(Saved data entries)
= Beginning of Section =
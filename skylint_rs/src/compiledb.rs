//! Compilation-database loading.
//!
//! A compilation database is a `compile_commands.json` file inside the build
//! directory: a JSON array of entries, each naming the `directory` the
//! compiler ran in, the `file` compiled, and the compiler invocation as
//! either an `arguments` array or a single `command` string.

use std::fs;
use std::path::{Path, PathBuf};

use serde::Deserialize;

/// One entry of the compilation database.
#[derive(Debug, Clone, Deserialize)]
pub struct CompileCommand {
    pub directory: PathBuf,
    pub file: PathBuf,
    #[serde(default)]
    pub arguments: Vec<String>,
    #[serde(default)]
    pub command: Option<String>,
}

impl CompileCommand {
    /// The compiler invocation as an argument vector. Prefers the
    /// `arguments` form; `command` strings are split on whitespace, which
    /// does not honor shell quoting (use `arguments` for embedded spaces).
    pub fn argv(&self) -> Vec<String> {
        if !self.arguments.is_empty() {
            return self.arguments.clone();
        }
        self.command
            .as_deref()
            .unwrap_or("")
            .split_whitespace()
            .map(str::to_string)
            .collect()
    }

    /// The compiled file, resolved against the entry's directory when
    /// relative.
    pub fn full_path(&self) -> PathBuf {
        if self.file.is_absolute() {
            self.file.clone()
        } else {
            self.directory.join(&self.file)
        }
    }
}

#[derive(Debug, thiserror::Error)]
pub enum DatabaseError {
    #[error("no compilation database found at {0}")]
    NotFound(PathBuf),
    #[error("cannot read compilation database {path}: {source}")]
    Io {
        path: PathBuf,
        source: std::io::Error,
    },
    #[error("malformed compilation database {path}: {source}")]
    Malformed {
        path: PathBuf,
        source: serde_json::Error,
    },
}

/// All compile commands of one build.
#[derive(Debug, Clone, Default)]
pub struct CompilationDatabase {
    pub commands: Vec<CompileCommand>,
}

impl CompilationDatabase {
    /// Loads `compile_commands.json` from the given build directory.
    pub fn from_directory(dir: &Path) -> Result<CompilationDatabase, DatabaseError> {
        let path = dir.join("compile_commands.json");
        if !path.is_file() {
            return Err(DatabaseError::NotFound(path));
        }
        let raw = fs::read_to_string(&path).map_err(|source| DatabaseError::Io {
            path: path.clone(),
            source,
        })?;
        let commands =
            serde_json::from_str(&raw).map_err(|source| DatabaseError::Malformed { path, source })?;
        Ok(CompilationDatabase { commands })
    }

    pub fn len(&self) -> usize {
        self.commands.len()
    }

    pub fn is_empty(&self) -> bool {
        self.commands.is_empty()
    }
}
= End of Section =
> _What the task requires_:
All lines above that include the word "derive" should be located and copied.

> _Answer for the task_:
#[derive(Debug, Clone, Deserialize)]
#[derive(Debug, thiserror::Error)]
#[derive(Debug, Clone, Default)]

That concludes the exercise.